I've had some follow-up about Adele. She left the hospital and moved to a nursing home. About ten days later, at the family's insistence, she was brought to the emergency department. They felt she wasn't doing well. The ED did its job, finding no changes of any substance, and she went back to the nursing home. A week later I discovered that she was once again a hospice patient -- enrolled with another program, not with mine -- and on their inpatient hospice unit. She died there several days after admission.
So I advocated for hospice, the family accepted and then rejected my advice, and finally accepted it again but went with a different hospice program? What's the take-home message here? Should I be gloating that they finally saw things my way? Angry that they rejected my program in favor of another? Depressed because I wasn't a good enough palliative medicine specialist to get them to stick with their first decision?
I vote for "none of the above." Instead, I think Adele and her family teach us two important lessons.
The first is that bearers of bad news do so at that their peril. "Don't shoot the messenger" applies equally well to warfare and the breaking of bad news -- not that there aren't other parallels, by the way. I think one reason Adele's family chose another hospice the second time around was because it was so hard for them to get there.
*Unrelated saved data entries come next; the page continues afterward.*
impl<'a> Extractor<'a> {
    fn props_info(&self, component: &ComponentDecl) -> ComponentPropsInfo {
        let defaults = component_defaults(self.module, component);
        let defaulted = self.defaulted_names(component);

        let mut members = Vec::new();
        let resolved = component
            .props_type()
            .is_some_and(|ty| self.collect_members(ty, 0, &mut members));

        let props = if resolved {
            members
                .iter()
                .filter(|m| self.is_visible(&m.name, Some(m)))
                .map(|m| self.member_descriptor(m, &defaults, &defaulted))
                .collect()
        } else {
            debug!(component = %component.name, "No props type resolved, using parameter names");
            self.parameter_names(component)
                .iter()
                .filter(|name| self.is_visible(name, None))
                .map(|name| {
                    let optional = defaulted.contains(name);
                    self.inferred_descriptor(name, defaults.get(name.as_str()), optional)
                })
                .collect()
        };

        ComponentPropsInfo {
            component_name: component.name.clone(),
            description: component.doc.as_ref().and_then(|d| d.description.clone()),
            props,
        }
    }

    /// Destructured field names followed by `defaultProps` keys.
    fn parameter_names(&self, component: &ComponentDecl) -> Vec<String> {
        let mut names: Vec<String> = component.pattern().iter().map(|f| f.key.clone()).collect();
        if let Some(entries) = self.module.default_props.get(&component.name) {
            for (key, _) in entries {
                if !names.contains(key) {
                    names.push(key.clone());
                }
            }
        }
        names
    }

    /// Names with any default at all, literal or not.
    fn defaulted_names(&self, component: &ComponentDecl) -> Vec<String> {
        let mut names: Vec<String> = component
            .pattern()
            .iter()
            .filter(|f| f.has_default)
            .map(|f| f.key.clone())
            .collect();
        if let Some(entries) = self.module.default_props.get(&component.name) {
            names.extend(entries.iter().map(|(key, _)| key.clone()));
        }
        names
    }

    fn is_visible(&self, name: &str, member: Option<&Member>) -> bool {
        if self.options.include_private_props {
            return true;
        }
        if name.starts_with('_') {
            return false;
        }
        !member
            .and_then(|m| m.doc.as_ref())
            .is_some_and(|doc| doc.has_tag("private") || doc.has_tag("internal"))
    }

    /// Flatten `ty` into object members. Returns false when nothing resolved.
    fn collect_members(&self, ty: &TypeExpr, depth: usize, out: &mut Vec<Member>) -> bool {
        match ty {
            TypeExpr::Object(members) => {
                for member in members {
                    push_member(out, member.clone());
                }
                true
            }
            TypeExpr::Intersection(parts) => {
                let mut any = false;
                for part in parts {
                    any |= self.collect_members(part, depth, out);
                }
                any
            }
            TypeExpr::Named { name, args } => {
                if depth >= self.options.max_depth {
                    debug!(type_name = %name, depth, "Props resolution depth exhausted");
                    return false;
                }
                self.collect_named(name, args, depth + 1, out)
            }
            _ => false,
        }
    }

    fn collect_named(
        &self,
        name: &str,
        args: &[TypeExpr],
        depth: usize,
        out: &mut Vec<Member>,
    ) -> bool {
        if let Some(decl) = self.module.interfaces.get(name) {
            for parent in &decl.extends {
                self.collect_members(parent, depth, out);
            }
            for member in &decl.members {
                push_member(out, member.clone());
            }
            return true;
        }
        if let Some(alias) = self.module.aliases.get(name) {
            return self.collect_members(alias, depth, out);
        }

        let short = name.rsplit('.').next().unwrap_or(name);
        let Some(inner) = args.first() else {
            return false;
        };

        let mut members = Vec::new();
        if !self.collect_members(inner, depth, &mut members) {
            return false;
        }

        match short {
            "Partial" => members.iter_mut().for_each(|m| m.optional = true),
            "Required" => members.iter_mut().for_each(|m| m.optional = false),
            "Readonly" => {}
            "PropsWithChildren" => push_member(
                &mut members,
                Member {
                    name: "children".to_string(),
                    ty: TypeExpr::named("React.ReactNode"),
                    optional: true,
                    doc: None,
                },
            ),
            "Omit" | "Pick" => {
                let keys = args.get(1).map(key_names).unwrap_or_default();
                let keep = short == "Pick";
                members.retain(|m| keys.contains(&m.name) == keep);
            }
            _ => return false,
        }

        for member in members {
            push_member(out, member);
        }
        true
    }

    /// Follow local aliases to the type a member name refers to.
    fn resolve_alias<'t>(&'t self, ty: &'t TypeExpr) -> &'t TypeExpr {
        let mut current = ty;
        for _ in 0..=self.options.max_depth {
            match current {
                TypeExpr::Named { name, args } if args.is_empty() => {
                    match self.module.aliases.get(name) {
                        Some(target) => current = target,
                        None => break,
                    }
                }
                _ => break,
            }
        }
        current
    }

    fn member_descriptor(
        &self,
        member: &Member,
        defaults: &Defaults,
        defaulted: &[String],
    ) -> PropertyDescriptor {
        let resolved = self.resolve_alias(&member.ty);
        let union = resolved.literal_union();

        let type_name = match (&union, self.options.resolve_unions) {
            (Some(_), true) => resolved.text(),
            _ => member.ty.text(),
        };
        let allowed_values = match (&member.ty, self.options.resolve_unions) {
            (TypeExpr::Union(_), _) | (_, true) => union.clone().unwrap_or_default(),
            _ => Vec::new(),
        };

        let doc = member.doc.as_ref();
        let default_value = defaults
            .get(&member.name)
            .cloned()
            .or_else(|| doc.and_then(|d| d.tag("default")).and_then(literal_from_text));

        // A non-literal default still makes the prop optional
        let has_default = default_value.is_some() || defaulted.contains(&member.name);

        let example_value = if self.options.extract_examples {
            doc.and_then(|d| d.tag("example"))
                .and_then(literal_from_text)
                .or_else(|| default_value.clone())
                .or_else(|| example_for_type(resolved))
        } else {
            None
        };

        PropertyDescriptor {
            name: member.name.clone(),
            type_name,
            optional: member.optional || has_default,
            default_value,
            example_value,
            description: doc.and_then(|d| d.description.clone()),
            allowed_values,
        }
    }

    fn inferred_descriptor(
        &self,
        name: &str,
        default_value: Option<&Value>,
        optional: bool,
    ) -> PropertyDescriptor {
        let type_name = match default_value {
            Some(Value::String(_)) => "string",
            Some(Value::Number(_)) => "number",
            Some(Value::Bool(_)) => "boolean",
            _ => "unknown",
        };

        let example_value = if self.options.extract_examples {
            default_value
                .cloned()
                .or_else(|| example_for_type(&TypeExpr::named(type_name)))
        } else {
            None
        };

        PropertyDescriptor {
            name: name.to_string(),
            type_name: type_name.to_string(),
            optional,
            default_value: default_value.cloned(),
            example_value,
            description: None,
            allowed_values: Vec::new(),
        }
    }
}
//! # Configuration
//!
//! Settings for the `vui-source` CLI, stored as JSON.
//!
//! ## File Location
//!
//! The first of these that is given or exists is used:
//!
//! ```text
//! --config <FILE>
//! <root>/vui-source.json
//! ~/.config/vui-source/config.json
//! ```
//!
//! A missing file yields [`Config::default()`]. The `directories` crate is
//! used to resolve the platform-appropriate config directory.
//!
//! ## Environment
//!
//! `VUI_SOURCE_ENV` (`production` / `development`) overrides [`Config::mode`].
//! `NODE_ENV` is consulted when `VUI_SOURCE_ENV` is unset.

use anyhow::{Context, Result};
use serde::{Deserialize, Serialize};
use std::fs;
use std::path::{Path, PathBuf};

use crate::source::registry::DEFAULT_REGISTRY_PATH;
use crate::source::resolver::{ResolverOptions, DEFAULT_SEARCH_DIRS};
use crate::source::source_map::DEFAULT_SOURCE_MAP_PATH;
use crate::source::usage::DEFAULT_IMPORT_PREFIX;

/// Name of the per-project config file
pub const PROJECT_CONFIG_FILE: &str = "vui-source.json";

/// Environment variables consulted for the execution mode, in order
pub const MODE_ENV_VARS: &[&str] = &["VUI_SOURCE_ENV", "NODE_ENV"];

/// Whether the filesystem strategies are available.
#[derive(Debug, Clone, Copy, Default, PartialEq, Eq, Serialize, Deserialize)]
#[serde(rename_all = "lowercase")]
pub enum ExecutionMode {
    #[default]
    Development,
    Production,
}

impl ExecutionMode {
    /// Parse an environment value. Anything other than `production` /
    /// `development` (case-insensitive) is ignored.
    pub fn from_env_value(value: &str) -> Option<Self> {
        match value.trim().to_ascii_lowercase().as_str() {
            "production" | "prod" => Some(Self::Production),
            "development" | "dev" => Some(Self::Development),
            _ => None,
        }
    }
}

/// Persisted CLI configuration.
#[derive(Debug, Clone, PartialEq, Serialize, Deserialize)]
#[serde(deny_unknown_fields)]
pub struct Config {
    /// Project root; defaults to the directory the CLI runs in
    #[serde(default)]
    pub root: Option<PathBuf>,

    /// Registry file, relative to the root
    #[serde(default = "default_registry_path")]
    pub registry_path: PathBuf,

    /// Generated source map, relative to the root
    #[serde(default = "default_source_map_path")]
    pub source_map_path: PathBuf,

    /// Candidate directories for the directory scan, in search order
    #[serde(default = "default_search_dirs")]
    pub search_dirs: Vec<String>,

    #[serde(default)]
    pub mode: ExecutionMode,

    /// Prefix of the import line in usage snippets
    #[serde(default = "default_import_prefix")]
    pub usage_import_prefix: String,
}

fn default_registry_path() -> PathBuf {
    PathBuf::from(DEFAULT_REGISTRY_PATH)
}

fn default_source_map_path() -> PathBuf {
    PathBuf::from(DEFAULT_SOURCE_MAP_PATH)
}

fn default_search_dirs() -> Vec<String> {
    DEFAULT_SEARCH_DIRS.iter().map(|d| d.to_string()).collect()
}

fn default_import_prefix() -> String {
    DEFAULT_IMPORT_PREFIX.to_string()
}

impl Default for Config {
    fn default() -> Self {
        Self {
            root: None,
            registry_path: default_registry_path(),
            source_map_path: default_source_map_path(),
            search_dirs: default_search_dirs(),
            mode: ExecutionMode::default(),
            usage_import_prefix: default_import_prefix(),
        }
    }
}

impl Config {
    /// Load the configuration for a CLI run.
    ///
    /// An explicit path must be readable; the project and user files are
    /// optional.
    pub fn load(explicit: Option<&Path>, root: &Path) -> Result<Self> {
        if let Some(path) = explicit {
            if !path.exists() {
                anyhow::bail!("Config file not found: {}", path.display());
            }
            return Self::load_from(path);
        }

        let project = root.join(PROJECT_CONFIG_FILE);
        if project.exists() {
            return Self::load_from(&project);
        }

        match Self::user_config_path() {
            Ok(path) => Self::load_from(&path),
            Err(_) => Ok(Self::default()),
        }
    }

    /// Load configuration from a specific path. Returns `Config::default()` if
    /// the file does not exist.
    pub fn load_from(path: &Path) -> Result<Self> {
        if !path.exists() {
            return Ok(Self::default());
        }
        let contents = fs::read_to_string(path)
            .with_context(|| format!("Failed to read config file: {}", path.display()))?;
        let config: Self = serde_json::from_str(&contents)
            .with_context(|| format!("Failed to parse config file: {}", path.display()))?;
        Ok(config)
    }

    /// Save the configuration to a specific path.
    pub fn save_to(&self, path: &Path) -> Result<()> {
        if let Some(parent) = path.parent() {
            fs::create_dir_all(parent).with_context(|| {
                format!("Failed to create config directory: {}", parent.display())
            })?;
        }

        let contents = serde_json::to_string_pretty(self).context("Failed to serialize config")?;
        fs::write(path, contents)
            .with_context(|| format!("Failed to write config file: {}", path.display()))?;

        Ok(())
    }

    /// Apply the mode override from the environment.
    ///
    /// `lookup` is `std::env::var` in the CLI and a closure in tests.
    pub fn apply_env<F>(&mut self, lookup: F)
    where
        F: Fn(&str) -> Option<String>,
    {
        if let Some(mode) = MODE_ENV_VARS
            .iter()
            .filter_map(|var| lookup(var))
            .find_map(|value| ExecutionMode::from_env_value(&value))
        {
            self.mode = mode;
        }
    }

    /// Resolve the project root against the directory the CLI runs in.
    pub fn resolve_root(&self, cwd: &Path) -> PathBuf {
        match &self.root {
            Some(root) if root.is_absolute() => root.clone(),
            Some(root) => cwd.join(root),
            None => cwd.to_path_buf(),
        }
    }

    pub fn to_resolver_options(&self) -> ResolverOptions {
        ResolverOptions {
            registry_path: self.registry_path.clone(),
            search_dirs: self.search_dirs.clone(),
            allow_filesystem_fallback: self.mode == ExecutionMode::Development,
        }
    }

    /// Path to the user-level config file.
    pub fn user_config_path() -> Result<PathBuf> {
        let dirs = directories::ProjectDirs::from("", "", "vui-source")
            .context("Could not determine config directory")?;
        Ok(dirs.config_dir().join("config.json"))
    }
}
The second is that, faced with the devasting realization that nobody actually does live forever, each patient-family unit carves its own trajectory and proceeds at its own pace. The process can't be hurried. Sometimes I think that our job is to shield families, to protect their emotional space while they wrestle with the tough decisions they'd rather not have to make. Creating a safe, non-judgmental context for patients and families is part of the work I do every day.